Where a line of the entries below includes the string "CannedRuleGenerator", count it. Give only the resulting number.
────────────────────────────────────────
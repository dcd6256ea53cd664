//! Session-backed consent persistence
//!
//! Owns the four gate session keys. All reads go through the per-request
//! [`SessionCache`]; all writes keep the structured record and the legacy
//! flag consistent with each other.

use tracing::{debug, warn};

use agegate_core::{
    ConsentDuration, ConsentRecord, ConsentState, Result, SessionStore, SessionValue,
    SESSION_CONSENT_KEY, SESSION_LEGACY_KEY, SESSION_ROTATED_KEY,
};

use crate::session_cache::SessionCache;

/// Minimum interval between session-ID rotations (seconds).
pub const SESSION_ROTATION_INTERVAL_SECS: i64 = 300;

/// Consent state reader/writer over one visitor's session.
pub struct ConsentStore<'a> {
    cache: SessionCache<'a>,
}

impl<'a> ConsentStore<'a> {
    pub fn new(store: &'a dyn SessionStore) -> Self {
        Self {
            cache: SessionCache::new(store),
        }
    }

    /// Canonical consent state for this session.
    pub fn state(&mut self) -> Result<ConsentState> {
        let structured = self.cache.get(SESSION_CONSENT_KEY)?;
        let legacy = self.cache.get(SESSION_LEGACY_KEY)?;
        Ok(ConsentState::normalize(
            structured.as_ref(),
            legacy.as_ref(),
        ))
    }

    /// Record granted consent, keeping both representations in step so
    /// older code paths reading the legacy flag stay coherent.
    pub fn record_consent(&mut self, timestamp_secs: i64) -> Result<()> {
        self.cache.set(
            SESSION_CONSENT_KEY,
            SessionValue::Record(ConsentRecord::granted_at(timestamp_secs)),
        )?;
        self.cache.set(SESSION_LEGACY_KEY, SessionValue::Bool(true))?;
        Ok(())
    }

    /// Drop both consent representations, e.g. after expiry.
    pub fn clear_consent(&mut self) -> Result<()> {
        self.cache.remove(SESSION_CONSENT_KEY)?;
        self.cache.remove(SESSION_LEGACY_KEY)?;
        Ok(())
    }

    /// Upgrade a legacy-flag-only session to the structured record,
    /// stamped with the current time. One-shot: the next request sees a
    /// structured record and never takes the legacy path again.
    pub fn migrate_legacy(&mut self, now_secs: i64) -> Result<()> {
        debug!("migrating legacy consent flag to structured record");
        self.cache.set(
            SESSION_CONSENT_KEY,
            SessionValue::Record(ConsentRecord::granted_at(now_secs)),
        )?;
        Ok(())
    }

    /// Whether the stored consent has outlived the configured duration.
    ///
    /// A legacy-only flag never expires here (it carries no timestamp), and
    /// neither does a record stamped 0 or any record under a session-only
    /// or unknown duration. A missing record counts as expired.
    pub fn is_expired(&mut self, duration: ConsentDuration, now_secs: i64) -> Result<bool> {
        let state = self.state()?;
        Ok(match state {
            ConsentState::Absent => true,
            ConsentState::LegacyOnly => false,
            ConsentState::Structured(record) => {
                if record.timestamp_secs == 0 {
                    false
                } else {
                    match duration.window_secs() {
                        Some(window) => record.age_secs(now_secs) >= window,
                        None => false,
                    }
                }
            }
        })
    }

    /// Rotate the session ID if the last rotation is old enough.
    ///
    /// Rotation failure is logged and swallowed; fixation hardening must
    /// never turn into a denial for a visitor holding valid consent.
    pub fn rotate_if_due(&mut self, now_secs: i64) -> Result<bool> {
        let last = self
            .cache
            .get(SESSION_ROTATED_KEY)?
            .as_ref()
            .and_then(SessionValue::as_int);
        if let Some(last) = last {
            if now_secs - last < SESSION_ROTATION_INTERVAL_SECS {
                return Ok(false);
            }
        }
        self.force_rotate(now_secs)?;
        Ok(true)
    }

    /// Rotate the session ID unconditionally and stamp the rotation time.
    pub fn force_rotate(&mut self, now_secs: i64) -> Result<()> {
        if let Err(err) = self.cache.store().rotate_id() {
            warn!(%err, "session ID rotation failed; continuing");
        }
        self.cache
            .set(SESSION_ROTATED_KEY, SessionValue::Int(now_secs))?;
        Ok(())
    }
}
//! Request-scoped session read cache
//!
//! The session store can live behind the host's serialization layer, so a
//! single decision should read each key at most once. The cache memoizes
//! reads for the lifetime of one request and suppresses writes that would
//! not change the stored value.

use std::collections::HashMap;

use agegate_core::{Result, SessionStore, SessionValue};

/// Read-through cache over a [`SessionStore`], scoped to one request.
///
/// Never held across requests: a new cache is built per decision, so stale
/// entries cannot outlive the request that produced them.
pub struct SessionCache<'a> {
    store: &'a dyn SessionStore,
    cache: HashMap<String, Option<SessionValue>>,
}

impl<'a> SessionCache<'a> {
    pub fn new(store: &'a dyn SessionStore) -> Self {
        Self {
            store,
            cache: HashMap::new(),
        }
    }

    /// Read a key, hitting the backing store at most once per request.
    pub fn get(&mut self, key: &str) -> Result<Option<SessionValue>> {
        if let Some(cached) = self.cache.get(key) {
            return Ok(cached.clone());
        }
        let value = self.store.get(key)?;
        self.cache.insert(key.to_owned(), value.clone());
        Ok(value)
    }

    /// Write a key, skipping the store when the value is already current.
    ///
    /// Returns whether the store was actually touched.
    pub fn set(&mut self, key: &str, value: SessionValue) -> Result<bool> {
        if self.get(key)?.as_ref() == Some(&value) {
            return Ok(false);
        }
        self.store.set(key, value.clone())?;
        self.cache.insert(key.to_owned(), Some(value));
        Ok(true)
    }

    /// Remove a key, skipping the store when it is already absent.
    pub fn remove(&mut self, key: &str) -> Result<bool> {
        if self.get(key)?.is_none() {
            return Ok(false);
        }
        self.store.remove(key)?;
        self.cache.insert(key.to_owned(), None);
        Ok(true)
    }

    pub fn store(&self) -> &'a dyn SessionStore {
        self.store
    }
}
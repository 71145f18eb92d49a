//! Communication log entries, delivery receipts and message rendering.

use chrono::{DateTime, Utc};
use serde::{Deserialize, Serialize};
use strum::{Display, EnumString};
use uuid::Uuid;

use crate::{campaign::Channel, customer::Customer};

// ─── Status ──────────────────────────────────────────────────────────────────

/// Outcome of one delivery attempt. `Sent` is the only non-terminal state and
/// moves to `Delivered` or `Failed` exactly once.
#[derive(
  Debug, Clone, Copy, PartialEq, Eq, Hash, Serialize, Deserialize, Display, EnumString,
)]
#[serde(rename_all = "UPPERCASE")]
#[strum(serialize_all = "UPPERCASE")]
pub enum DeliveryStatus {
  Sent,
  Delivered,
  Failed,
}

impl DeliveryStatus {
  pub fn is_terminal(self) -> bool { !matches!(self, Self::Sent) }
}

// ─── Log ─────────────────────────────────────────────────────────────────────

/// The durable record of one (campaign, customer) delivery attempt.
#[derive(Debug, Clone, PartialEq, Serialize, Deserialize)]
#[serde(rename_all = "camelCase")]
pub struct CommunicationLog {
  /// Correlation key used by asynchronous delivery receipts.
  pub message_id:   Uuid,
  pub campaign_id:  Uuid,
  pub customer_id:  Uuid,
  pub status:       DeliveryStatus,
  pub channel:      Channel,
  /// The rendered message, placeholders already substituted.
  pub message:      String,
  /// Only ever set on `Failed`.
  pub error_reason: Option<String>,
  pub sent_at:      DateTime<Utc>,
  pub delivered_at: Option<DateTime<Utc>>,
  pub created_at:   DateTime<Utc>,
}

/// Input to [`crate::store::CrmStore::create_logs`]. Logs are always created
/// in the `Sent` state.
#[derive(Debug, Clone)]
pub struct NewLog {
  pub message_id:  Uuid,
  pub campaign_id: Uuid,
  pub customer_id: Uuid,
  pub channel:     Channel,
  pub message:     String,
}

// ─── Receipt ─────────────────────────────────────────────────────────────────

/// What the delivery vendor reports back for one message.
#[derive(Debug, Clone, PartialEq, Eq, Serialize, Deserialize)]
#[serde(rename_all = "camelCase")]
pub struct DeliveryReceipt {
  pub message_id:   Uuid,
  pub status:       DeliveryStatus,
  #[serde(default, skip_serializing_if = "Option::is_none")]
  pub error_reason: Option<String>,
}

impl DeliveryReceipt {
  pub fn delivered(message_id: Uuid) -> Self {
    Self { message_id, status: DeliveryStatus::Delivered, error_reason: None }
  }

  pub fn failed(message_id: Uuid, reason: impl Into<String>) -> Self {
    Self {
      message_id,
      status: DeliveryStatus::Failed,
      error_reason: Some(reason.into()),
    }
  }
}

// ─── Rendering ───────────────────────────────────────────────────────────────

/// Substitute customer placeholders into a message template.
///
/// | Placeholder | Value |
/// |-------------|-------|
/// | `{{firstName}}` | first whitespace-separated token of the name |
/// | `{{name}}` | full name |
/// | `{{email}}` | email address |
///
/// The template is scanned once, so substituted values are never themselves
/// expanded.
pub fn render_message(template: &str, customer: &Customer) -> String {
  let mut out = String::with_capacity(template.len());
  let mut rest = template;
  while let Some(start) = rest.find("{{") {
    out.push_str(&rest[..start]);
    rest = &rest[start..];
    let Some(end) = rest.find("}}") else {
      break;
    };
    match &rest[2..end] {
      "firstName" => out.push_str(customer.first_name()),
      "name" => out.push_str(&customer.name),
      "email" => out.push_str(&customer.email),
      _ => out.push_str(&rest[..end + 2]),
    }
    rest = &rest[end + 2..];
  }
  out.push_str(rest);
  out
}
────────────────────────────────────────
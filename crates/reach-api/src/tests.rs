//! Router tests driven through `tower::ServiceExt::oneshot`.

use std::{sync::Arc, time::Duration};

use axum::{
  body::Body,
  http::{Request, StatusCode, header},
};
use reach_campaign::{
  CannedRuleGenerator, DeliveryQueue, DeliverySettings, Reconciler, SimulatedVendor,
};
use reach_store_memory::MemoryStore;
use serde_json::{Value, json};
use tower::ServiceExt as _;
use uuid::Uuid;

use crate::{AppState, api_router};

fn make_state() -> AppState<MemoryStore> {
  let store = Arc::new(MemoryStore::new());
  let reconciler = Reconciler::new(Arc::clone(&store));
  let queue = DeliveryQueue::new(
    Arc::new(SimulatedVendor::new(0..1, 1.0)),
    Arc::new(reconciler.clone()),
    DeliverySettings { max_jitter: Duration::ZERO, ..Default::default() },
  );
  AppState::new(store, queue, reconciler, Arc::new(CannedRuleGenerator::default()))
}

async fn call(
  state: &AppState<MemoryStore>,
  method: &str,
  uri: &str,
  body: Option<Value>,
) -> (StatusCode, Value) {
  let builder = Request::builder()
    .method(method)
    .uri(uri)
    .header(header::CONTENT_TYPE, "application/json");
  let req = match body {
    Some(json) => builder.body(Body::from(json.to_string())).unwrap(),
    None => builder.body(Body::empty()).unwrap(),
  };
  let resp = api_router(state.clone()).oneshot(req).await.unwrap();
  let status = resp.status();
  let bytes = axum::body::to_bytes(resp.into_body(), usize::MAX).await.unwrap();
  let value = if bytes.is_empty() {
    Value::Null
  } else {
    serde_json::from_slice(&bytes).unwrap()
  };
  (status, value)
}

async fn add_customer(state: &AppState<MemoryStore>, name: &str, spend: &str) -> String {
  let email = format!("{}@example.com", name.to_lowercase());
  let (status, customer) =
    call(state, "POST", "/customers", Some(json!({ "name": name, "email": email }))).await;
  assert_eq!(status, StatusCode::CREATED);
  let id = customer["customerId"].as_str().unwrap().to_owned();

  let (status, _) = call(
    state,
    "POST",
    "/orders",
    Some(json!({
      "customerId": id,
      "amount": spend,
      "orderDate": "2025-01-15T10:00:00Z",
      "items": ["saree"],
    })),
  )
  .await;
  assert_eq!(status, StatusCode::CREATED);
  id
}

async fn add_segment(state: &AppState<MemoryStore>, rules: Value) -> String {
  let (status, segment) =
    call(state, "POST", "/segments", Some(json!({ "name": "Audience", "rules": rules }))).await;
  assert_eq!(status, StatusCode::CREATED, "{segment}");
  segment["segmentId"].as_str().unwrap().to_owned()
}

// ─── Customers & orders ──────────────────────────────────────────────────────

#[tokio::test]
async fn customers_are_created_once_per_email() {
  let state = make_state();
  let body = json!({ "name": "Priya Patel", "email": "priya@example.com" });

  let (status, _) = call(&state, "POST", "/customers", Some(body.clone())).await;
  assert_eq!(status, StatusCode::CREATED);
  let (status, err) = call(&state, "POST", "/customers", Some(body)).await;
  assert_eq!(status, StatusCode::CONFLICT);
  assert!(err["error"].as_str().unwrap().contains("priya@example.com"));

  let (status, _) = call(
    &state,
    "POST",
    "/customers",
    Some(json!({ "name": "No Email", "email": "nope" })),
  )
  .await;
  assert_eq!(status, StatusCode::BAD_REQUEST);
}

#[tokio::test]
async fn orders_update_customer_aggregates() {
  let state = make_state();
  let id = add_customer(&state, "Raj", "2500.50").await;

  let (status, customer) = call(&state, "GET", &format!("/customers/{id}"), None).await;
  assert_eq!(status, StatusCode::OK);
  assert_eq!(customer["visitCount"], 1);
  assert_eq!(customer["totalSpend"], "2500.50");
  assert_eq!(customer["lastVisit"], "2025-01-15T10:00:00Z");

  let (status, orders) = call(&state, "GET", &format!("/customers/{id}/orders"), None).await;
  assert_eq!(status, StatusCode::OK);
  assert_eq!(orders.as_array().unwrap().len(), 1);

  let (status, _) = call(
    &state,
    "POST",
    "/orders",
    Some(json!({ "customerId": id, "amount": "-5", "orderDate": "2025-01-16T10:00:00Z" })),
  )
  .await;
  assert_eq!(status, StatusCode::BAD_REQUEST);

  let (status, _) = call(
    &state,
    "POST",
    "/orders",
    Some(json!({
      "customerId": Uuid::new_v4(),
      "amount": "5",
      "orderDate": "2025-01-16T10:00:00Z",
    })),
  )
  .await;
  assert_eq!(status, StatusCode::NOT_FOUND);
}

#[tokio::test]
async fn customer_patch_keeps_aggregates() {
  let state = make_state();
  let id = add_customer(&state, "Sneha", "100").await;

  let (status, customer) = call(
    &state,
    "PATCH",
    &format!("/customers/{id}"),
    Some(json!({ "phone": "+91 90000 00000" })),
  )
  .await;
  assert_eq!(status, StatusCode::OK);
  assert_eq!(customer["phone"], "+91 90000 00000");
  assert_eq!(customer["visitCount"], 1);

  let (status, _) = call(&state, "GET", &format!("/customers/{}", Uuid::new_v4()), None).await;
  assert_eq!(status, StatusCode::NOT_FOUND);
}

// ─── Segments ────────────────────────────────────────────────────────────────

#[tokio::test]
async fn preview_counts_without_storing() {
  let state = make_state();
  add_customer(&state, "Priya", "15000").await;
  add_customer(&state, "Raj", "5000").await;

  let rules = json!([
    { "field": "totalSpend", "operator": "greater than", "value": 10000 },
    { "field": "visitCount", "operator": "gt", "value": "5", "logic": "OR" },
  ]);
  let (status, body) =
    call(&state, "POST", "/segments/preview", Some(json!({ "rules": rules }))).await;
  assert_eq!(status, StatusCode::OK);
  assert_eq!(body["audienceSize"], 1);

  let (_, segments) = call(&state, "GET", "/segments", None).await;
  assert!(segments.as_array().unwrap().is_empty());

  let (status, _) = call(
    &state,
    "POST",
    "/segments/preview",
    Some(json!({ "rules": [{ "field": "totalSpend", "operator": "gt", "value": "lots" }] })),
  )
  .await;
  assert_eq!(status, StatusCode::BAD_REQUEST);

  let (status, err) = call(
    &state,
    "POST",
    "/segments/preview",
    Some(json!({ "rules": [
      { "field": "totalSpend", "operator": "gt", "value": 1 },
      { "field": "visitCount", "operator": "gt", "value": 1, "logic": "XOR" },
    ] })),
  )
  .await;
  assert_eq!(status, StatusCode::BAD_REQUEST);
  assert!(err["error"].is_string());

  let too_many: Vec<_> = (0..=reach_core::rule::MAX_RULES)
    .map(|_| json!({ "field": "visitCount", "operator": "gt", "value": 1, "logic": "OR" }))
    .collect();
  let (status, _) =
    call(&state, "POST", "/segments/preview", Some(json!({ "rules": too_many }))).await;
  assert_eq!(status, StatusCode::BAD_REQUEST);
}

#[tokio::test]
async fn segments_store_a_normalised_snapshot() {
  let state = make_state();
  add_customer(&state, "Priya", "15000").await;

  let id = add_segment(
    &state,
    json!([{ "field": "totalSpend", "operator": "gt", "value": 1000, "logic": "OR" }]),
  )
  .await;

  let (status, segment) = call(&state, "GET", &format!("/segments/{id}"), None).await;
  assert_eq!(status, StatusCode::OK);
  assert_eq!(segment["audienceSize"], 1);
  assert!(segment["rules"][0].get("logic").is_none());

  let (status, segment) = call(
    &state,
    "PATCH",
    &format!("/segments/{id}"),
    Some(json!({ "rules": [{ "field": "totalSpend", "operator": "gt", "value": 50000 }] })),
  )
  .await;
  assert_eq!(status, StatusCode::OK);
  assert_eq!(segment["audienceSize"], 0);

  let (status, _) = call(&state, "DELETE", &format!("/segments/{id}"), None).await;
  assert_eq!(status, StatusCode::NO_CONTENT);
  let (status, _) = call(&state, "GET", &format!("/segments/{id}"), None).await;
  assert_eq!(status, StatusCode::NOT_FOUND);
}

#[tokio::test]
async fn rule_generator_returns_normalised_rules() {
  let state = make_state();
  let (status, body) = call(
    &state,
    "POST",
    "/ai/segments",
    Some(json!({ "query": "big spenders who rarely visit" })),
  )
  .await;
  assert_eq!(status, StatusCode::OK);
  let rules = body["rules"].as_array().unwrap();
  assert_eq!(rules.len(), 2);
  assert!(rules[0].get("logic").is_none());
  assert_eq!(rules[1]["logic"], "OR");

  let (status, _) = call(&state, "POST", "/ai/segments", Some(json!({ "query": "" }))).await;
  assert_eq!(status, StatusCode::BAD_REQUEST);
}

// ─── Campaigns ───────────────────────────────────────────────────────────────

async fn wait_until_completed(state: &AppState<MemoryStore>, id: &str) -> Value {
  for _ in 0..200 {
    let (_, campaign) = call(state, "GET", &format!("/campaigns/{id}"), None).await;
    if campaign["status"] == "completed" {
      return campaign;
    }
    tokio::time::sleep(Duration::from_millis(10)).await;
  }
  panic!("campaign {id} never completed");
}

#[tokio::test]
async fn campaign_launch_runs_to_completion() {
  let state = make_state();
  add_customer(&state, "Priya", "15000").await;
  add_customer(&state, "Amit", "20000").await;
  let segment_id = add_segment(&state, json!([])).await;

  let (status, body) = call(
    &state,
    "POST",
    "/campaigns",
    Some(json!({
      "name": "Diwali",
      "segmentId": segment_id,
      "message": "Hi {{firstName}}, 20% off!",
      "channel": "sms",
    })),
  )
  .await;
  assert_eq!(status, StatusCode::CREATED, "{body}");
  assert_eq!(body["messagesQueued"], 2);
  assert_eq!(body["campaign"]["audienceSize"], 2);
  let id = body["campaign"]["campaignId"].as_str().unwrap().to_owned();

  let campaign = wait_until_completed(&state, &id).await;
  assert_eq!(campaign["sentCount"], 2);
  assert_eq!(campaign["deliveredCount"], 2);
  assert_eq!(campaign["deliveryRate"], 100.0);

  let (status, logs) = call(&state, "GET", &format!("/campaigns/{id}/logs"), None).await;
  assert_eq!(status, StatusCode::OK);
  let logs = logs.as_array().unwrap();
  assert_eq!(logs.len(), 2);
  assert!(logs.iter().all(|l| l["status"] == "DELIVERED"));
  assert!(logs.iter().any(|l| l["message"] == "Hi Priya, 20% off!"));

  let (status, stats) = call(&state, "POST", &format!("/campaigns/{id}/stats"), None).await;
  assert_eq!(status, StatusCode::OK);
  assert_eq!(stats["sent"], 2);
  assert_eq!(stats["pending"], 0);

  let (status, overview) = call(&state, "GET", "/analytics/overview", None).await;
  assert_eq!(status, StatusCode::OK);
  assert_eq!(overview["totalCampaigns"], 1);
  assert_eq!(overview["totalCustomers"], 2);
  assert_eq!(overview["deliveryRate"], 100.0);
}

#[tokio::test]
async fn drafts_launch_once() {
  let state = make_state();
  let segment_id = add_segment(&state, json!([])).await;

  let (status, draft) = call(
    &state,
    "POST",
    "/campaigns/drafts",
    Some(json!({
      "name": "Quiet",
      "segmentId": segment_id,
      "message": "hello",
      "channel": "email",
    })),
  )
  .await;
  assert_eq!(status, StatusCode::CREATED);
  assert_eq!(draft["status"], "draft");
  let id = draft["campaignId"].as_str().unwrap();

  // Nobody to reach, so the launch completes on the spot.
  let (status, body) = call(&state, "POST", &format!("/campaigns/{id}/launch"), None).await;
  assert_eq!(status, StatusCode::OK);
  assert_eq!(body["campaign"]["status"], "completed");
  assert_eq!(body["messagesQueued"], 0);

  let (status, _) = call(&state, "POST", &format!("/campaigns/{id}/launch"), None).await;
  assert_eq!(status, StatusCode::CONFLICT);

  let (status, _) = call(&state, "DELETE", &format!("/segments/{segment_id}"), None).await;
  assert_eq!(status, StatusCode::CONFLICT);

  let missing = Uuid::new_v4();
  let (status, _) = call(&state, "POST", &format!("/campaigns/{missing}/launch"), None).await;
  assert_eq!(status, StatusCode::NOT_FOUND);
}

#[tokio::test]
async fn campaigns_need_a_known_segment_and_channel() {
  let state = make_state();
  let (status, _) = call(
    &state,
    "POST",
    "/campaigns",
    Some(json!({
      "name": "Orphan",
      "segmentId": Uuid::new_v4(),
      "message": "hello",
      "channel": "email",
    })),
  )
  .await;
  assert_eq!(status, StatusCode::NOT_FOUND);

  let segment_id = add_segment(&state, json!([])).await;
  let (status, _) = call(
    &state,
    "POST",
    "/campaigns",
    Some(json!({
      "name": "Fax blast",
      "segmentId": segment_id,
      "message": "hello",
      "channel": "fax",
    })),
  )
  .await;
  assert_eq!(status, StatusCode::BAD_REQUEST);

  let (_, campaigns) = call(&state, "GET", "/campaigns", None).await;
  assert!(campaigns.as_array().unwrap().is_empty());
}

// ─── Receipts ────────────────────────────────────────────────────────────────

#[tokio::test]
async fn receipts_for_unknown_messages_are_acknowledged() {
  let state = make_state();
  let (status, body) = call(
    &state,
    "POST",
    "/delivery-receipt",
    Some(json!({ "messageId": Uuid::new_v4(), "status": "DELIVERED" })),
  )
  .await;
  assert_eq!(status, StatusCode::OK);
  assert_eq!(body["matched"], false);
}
────────────────────────────────────────
* Task output *
2